__RECORDS PROVIDED__.
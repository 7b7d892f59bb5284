//! In-process repository used by service and router tests.

use std::sync::Mutex;

use async_trait::async_trait;
use chrono::{DateTime, Utc};
use uuid::Uuid;

use crate::{
    models::{
        posts::{Category, CommentRecord, NewPost, PostChanges, PostFilter, PostRecord},
        query::Pagination,
        users::{NewUser, ProfileChanges, User, UserRole},
    },
    Error, Result,
};

use super::{posts_repo::PostsRepository, user_repo::UserRepository};

#[derive(Debug, Clone)]
struct StoredPost {
    id: Uuid,
    title: String,
    content: String,
    excerpt: Option<String>,
    cover_image: Option<String>,
    author_id: Uuid,
    tags: Vec<String>,
    category: Category,
    published: bool,
    views: i32,
    likes: Vec<Uuid>,
    created_at: DateTime<Utc>,
    updated_at: DateTime<Utc>,
}

#[derive(Debug, Clone)]
struct StoredComment {
    id: Uuid,
    post_id: Uuid,
    user_id: Uuid,
    content: String,
    created_at: DateTime<Utc>,
}

#[derive(Default)]
struct Store {
    users: Vec<User>,
    posts: Vec<StoredPost>,
    comments: Vec<StoredComment>,
}

#[derive(Default)]
pub struct MemoryRepo {
    store: Mutex<Store>,
}

impl MemoryRepo {
    pub fn new() -> Self {
        Self::default()
    }
}

impl Store {
    fn user(&self, id: Uuid) -> Option<&User> {
        self.users.iter().find(|u| u.id == id)
    }

    fn record(&self, post: &StoredPost) -> PostRecord {
        let author = self.user(post.author_id);
        PostRecord {
            id: post.id,
            title: post.title.clone(),
            content: post.content.clone(),
            excerpt: post.excerpt.clone(),
            cover_image: post.cover_image.clone(),
            author_id: post.author_id,
            author_username: author.map(|a| a.username.clone()).unwrap_or_default(),
            author_avatar: author.map(|a| a.avatar.clone()).unwrap_or_default(),
            author_bio: author.map(|a| a.bio.clone()).unwrap_or_default(),
            tags: post.tags.clone(),
            category: post.category,
            published: post.published,
            views: post.views,
            likes: post.likes.clone(),
            created_at: post.created_at,
            updated_at: post.updated_at,
        }
    }

    fn comment_record(&self, comment: &StoredComment) -> CommentRecord {
        let user = self.user(comment.user_id);
        CommentRecord {
            id: comment.id,
            post_id: comment.post_id,
            user_id: comment.user_id,
            user_username: user.map(|u| u.username.clone()).unwrap_or_default(),
            user_avatar: user.map(|u| u.avatar.clone()).unwrap_or_default(),
            content: comment.content.clone(),
            created_at: comment.created_at,
        }
    }

    fn post_mut(&mut self, id: Uuid) -> Result<&mut StoredPost> {
        self.posts
            .iter_mut()
            .find(|p| p.id == id)
            .ok_or_else(|| Error::NotFound("Post not found".to_string()))
    }
}

fn matches(post: &StoredPost, filter: &PostFilter) -> bool {
    if !post.published {
        return false;
    }
    if let Some(search) = &filter.search {
        let haystack = format!("{} {}", post.title, post.content).to_lowercase();
        if !search
            .to_lowercase()
            .split_whitespace()
            .all(|word| haystack.contains(word))
        {
            return false;
        }
    }
    if filter.category.is_some_and(|c| c != post.category) {
        return false;
    }
    if filter.author.is_some_and(|a| a != post.author_id) {
        return false;
    }
    true
}

#[async_trait]
impl UserRepository for MemoryRepo {
    async fn find_by_id(&self, user_id: Uuid) -> Result<Option<User>> {
        let store = self.store.lock().unwrap();
        Ok(store.user(user_id).cloned())
    }

    async fn find_by_email(&self, email: &str) -> Result<Option<User>> {
        let store = self.store.lock().unwrap();
        Ok(store.users.iter().find(|u| u.email == email).cloned())
    }

    async fn find_by_username_or_email(
        &self,
        username: &str,
        email: &str,
    ) -> Result<Option<User>> {
        let store = self.store.lock().unwrap();
        Ok(store
            .users
            .iter()
            .find(|u| u.username == username || u.email == email)
            .cloned())
    }

    async fn create_user(&self, new_user: NewUser) -> Result<User> {
        let mut store = self.store.lock().unwrap();
        if store.users.iter().any(|u| u.username == new_user.username) {
            return Err(Error::Duplicate("username".to_string()));
        }
        if store.users.iter().any(|u| u.email == new_user.email) {
            return Err(Error::Duplicate("email".to_string()));
        }

        let now = Utc::now();
        let user = User {
            id: Uuid::now_v7(),
            username: new_user.username,
            email: new_user.email,
            password: new_user.password_hash,
            avatar: String::new(),
            bio: String::new(),
            role: UserRole::User,
            created_at: now,
            updated_at: now,
        };
        store.users.push(user.clone());
        Ok(user)
    }

    async fn update_profile(&self, user_id: Uuid, changes: &ProfileChanges) -> Result<User> {
        let mut store = self.store.lock().unwrap();
        if let Some(username) = &changes.username {
            if store
                .users
                .iter()
                .any(|u| u.id != user_id && &u.username == username)
            {
                return Err(Error::Duplicate("username".to_string()));
            }
        }

        let user = store
            .users
            .iter_mut()
            .find(|u| u.id == user_id)
            .ok_or_else(|| Error::NotFound("User not found".to_string()))?;
        if let Some(username) = &changes.username {
            user.username = username.clone();
        }
        if let Some(bio) = &changes.bio {
            user.bio = bio.clone();
        }
        if let Some(avatar) = &changes.avatar {
            user.avatar = avatar.clone();
        }
        user.updated_at = Utc::now();
        Ok(user.clone())
    }
}

#[async_trait]
impl PostsRepository for MemoryRepo {
    async fn list_posts(
        &self,
        filter: &PostFilter,
        pagination: Pagination,
    ) -> Result<(Vec<PostRecord>, i64)> {
        let store = self.store.lock().unwrap();
        // Newest first; insertion order breaks timestamp ties.
        let mut matching: Vec<&StoredPost> =
            store.posts.iter().rev().filter(|p| matches(p, filter)).collect();
        matching.sort_by(|a, b| b.created_at.cmp(&a.created_at));

        let total = matching.len() as i64;
        let page = matching
            .into_iter()
            .skip(pagination.offset() as usize)
            .take(pagination.limit as usize)
            .map(|p| store.record(p))
            .collect();
        Ok((page, total))
    }

    async fn find_post(&self, post_id: Uuid) -> Result<Option<PostRecord>> {
        let store = self.store.lock().unwrap();
        Ok(store
            .posts
            .iter()
            .find(|p| p.id == post_id)
            .map(|p| store.record(p)))
    }

    async fn increment_views(&self, post_id: Uuid) -> Result<bool> {
        let mut store = self.store.lock().unwrap();
        match store.post_mut(post_id) {
            Ok(post) => {
                post.views += 1;
                Ok(true)
            }
            Err(_) => Ok(false),
        }
    }

    async fn create_post(&self, author_id: Uuid, post: NewPost) -> Result<Uuid> {
        let mut store = self.store.lock().unwrap();
        let now = Utc::now();
        let id = Uuid::now_v7();
        store.posts.push(StoredPost {
            id,
            title: post.title,
            content: post.content,
            excerpt: post.excerpt,
            cover_image: post.cover_image,
            author_id,
            tags: post.tags,
            category: post.category,
            published: true,
            views: 0,
            likes: Vec::new(),
            created_at: now,
            updated_at: now,
        });
        Ok(id)
    }

    async fn update_post(&self, post_id: Uuid, changes: &PostChanges) -> Result<()> {
        let mut store = self.store.lock().unwrap();
        let post = store.post_mut(post_id)?;
        if let Some(title) = &changes.title {
            post.title = title.clone();
        }
        if let Some(content) = &changes.content {
            post.content = content.clone();
        }
        if let Some(excerpt) = &changes.excerpt {
            post.excerpt = Some(excerpt.clone());
        }
        if let Some(cover_image) = &changes.cover_image {
            post.cover_image = Some(cover_image.clone());
        }
        if let Some(tags) = &changes.tags {
            post.tags = tags.clone();
        }
        if let Some(category) = changes.category {
            post.category = category;
        }
        if let Some(published) = changes.published {
            post.published = published;
        }
        post.updated_at = Utc::now();
        Ok(())
    }

    async fn delete_post(&self, post_id: Uuid) -> Result<()> {
        let mut store = self.store.lock().unwrap();
        store.posts.retain(|p| p.id != post_id);
        store.comments.retain(|c| c.post_id != post_id);
        Ok(())
    }

    async fn set_likes(&self, post_id: Uuid, likes: &[Uuid]) -> Result<()> {
        let mut store = self.store.lock().unwrap();
        store.post_mut(post_id)?.likes = likes.to_vec();
        Ok(())
    }

    async fn list_comments(&self, post_ids: &[Uuid]) -> Result<Vec<CommentRecord>> {
        let store = self.store.lock().unwrap();
        Ok(store
            .comments
            .iter()
            .filter(|c| post_ids.contains(&c.post_id))
            .map(|c| store.comment_record(c))
            .collect())
    }

    async fn find_comment(
        &self,
        post_id: Uuid,
        comment_id: Uuid,
    ) -> Result<Option<CommentRecord>> {
        let store = self.store.lock().unwrap();
        Ok(store
            .comments
            .iter()
            .find(|c| c.post_id == post_id && c.id == comment_id)
            .map(|c| store.comment_record(c)))
    }

    async fn create_comment(&self, post_id: Uuid, user_id: Uuid, content: &str) -> Result<()> {
        let mut store = self.store.lock().unwrap();
        store.comments.push(StoredComment {
            id: Uuid::now_v7(),
            post_id,
            user_id,
            content: content.to_string(),
            created_at: Utc::now(),
        });
        Ok(())
    }

    async fn delete_comment(&self, comment_id: Uuid) -> Result<()> {
        let mut store = self.store.lock().unwrap();
        store.comments.retain(|c| c.id != comment_id);
        Ok(())
    }

    async fn count_published_by_author(&self, author_id: Uuid) -> Result<i64> {
        let store = self.store.lock().unwrap();
        Ok(store
            .posts
            .iter()
            .filter(|p| p.author_id == author_id && p.published)
            .count() as i64)
    }
}
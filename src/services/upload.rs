use std::path::{Path, PathBuf};

use image::ImageFormat;
use uuid::Uuid;

use crate::{Error, Result};

/// Upper bound on files accepted by a single multi-file upload.
pub const MAX_FILES: usize = 5;

#[derive(Clone)]
pub struct UploadService {
    upload_dir: PathBuf,
    max_file_size: usize,
}

impl UploadService {
    pub fn new(upload_dir: impl Into<PathBuf>, max_file_size: usize) -> Self {
        Self {
            upload_dir: upload_dir.into(),
            max_file_size,
        }
    }

    pub fn upload_dir(&self) -> &Path {
        &self.upload_dir
    }

    pub fn max_file_size(&self) -> usize {
        self.max_file_size
    }

    pub async fn init(&self) -> Result<()> {
        tokio::fs::create_dir_all(&self.upload_dir).await?;
        Ok(())
    }

    /// Writes one image under a fresh name and returns that name.
    pub async fn store(
        &self,
        content_type: Option<&str>,
        original_name: Option<&str>,
        bytes: &[u8],
    ) -> Result<String> {
        let content_type = content_type.unwrap_or_default();
        if !content_type.starts_with("image/") {
            return Err(Error::BadRequest(
                "Only image files are allowed".to_string(),
            ));
        }
        if bytes.is_empty() {
            return Err(Error::BadRequest("Uploaded file is empty".to_string()));
        }
        if bytes.len() > self.max_file_size {
            return Err(Error::BadRequest(format!(
                "File too large, the limit is {} bytes",
                self.max_file_size
            )));
        }

        let filename = format!(
            "{}.{}",
            Uuid::now_v7(),
            extension_for(content_type, original_name)
        );
        tokio::fs::write(self.upload_dir.join(&filename), bytes).await?;

        tracing::info!(%filename, size = bytes.len(), "Image stored");
        Ok(filename)
    }

    /// Removes files stored earlier in a request that ended up failing.
    pub async fn discard(&self, filenames: &[String]) {
        for filename in filenames {
            if let Err(err) = tokio::fs::remove_file(self.upload_dir.join(filename)).await {
                tracing::warn!(%filename, "Failed to remove discarded upload: {:?}", err);
            }
        }
    }
}

fn extension_for(content_type: &str, original_name: Option<&str>) -> String {
    if let Some(ext) = ImageFormat::from_mime_type(content_type)
        .and_then(|format| format.extensions_str().first())
    {
        return ext.to_string();
    }

    original_name
        .and_then(|name| Path::new(name).extension())
        .and_then(|ext| ext.to_str())
        .filter(|ext| !ext.is_empty() && ext.chars().all(|c| c.is_ascii_alphanumeric()))
        .map(str::to_ascii_lowercase)
        .unwrap_or_else(|| "img".to_string())
}

pub fn public_url(base_url: &str, filename: &str) -> String {
    format!("{}/uploads/{}", base_url.trim_end_matches('/'), filename)
}
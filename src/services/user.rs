use std::sync::Arc;

use uuid::Uuid;

use crate::{
    models::{
        posts::{PostFilter, PostListDto},
        query::Pagination,
        users::{FilterUserDto, ProfileChanges, User, UserProfileDto},
    },
    repositories::user_repo::UserRepository,
    services::posts::PostsService,
    Error, Result,
};

#[derive(Clone)]
pub struct UserService {
    repo: Arc<dyn UserRepository>,
    posts: PostsService,
}

impl UserService {
    pub fn new(repo: Arc<dyn UserRepository>, posts: PostsService) -> Self {
        Self { repo, posts }
    }

    pub async fn get_user(&self, user_id: Uuid) -> Result<User> {
        self.repo
            .find_by_id(user_id)
            .await?
            .ok_or_else(|| Error::NotFound("User not found".to_string()))
    }

    pub async fn get_profile(&self, user_id: Uuid) -> Result<UserProfileDto> {
        let user = self.get_user(user_id).await?;
        let post_count = self.posts.count_published_by_author(user.id).await?;

        Ok(UserProfileDto {
            user: FilterUserDto::filter_user(&user),
            post_count,
        })
    }

    /// Email is not part of `ProfileChanges` and cannot change here.
    pub async fn update_profile(&self, user: &User, changes: ProfileChanges) -> Result<User> {
        let updated = self.repo.update_profile(user.id, &changes).await?;
        tracing::info!(user_id = %updated.id, "Profile updated");
        Ok(updated)
    }

    pub async fn posts_by_author(
        &self,
        author_id: Uuid,
        pagination: Pagination,
    ) -> Result<PostListDto> {
        let filter = PostFilter {
            author: Some(author_id),
            ..Default::default()
        };
        self.posts.list_posts(filter, pagination).await
    }
}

__YOUR GOAL__. Your task is to copy every line in the entries that holds the string "retain".

__TASK RESULT__.
        store.posts.retain(|p| p.id != post_id);
        store.comments.retain(|c| c.post_id != post_id);
        store.comments.retain(|c| c.id != comment_id);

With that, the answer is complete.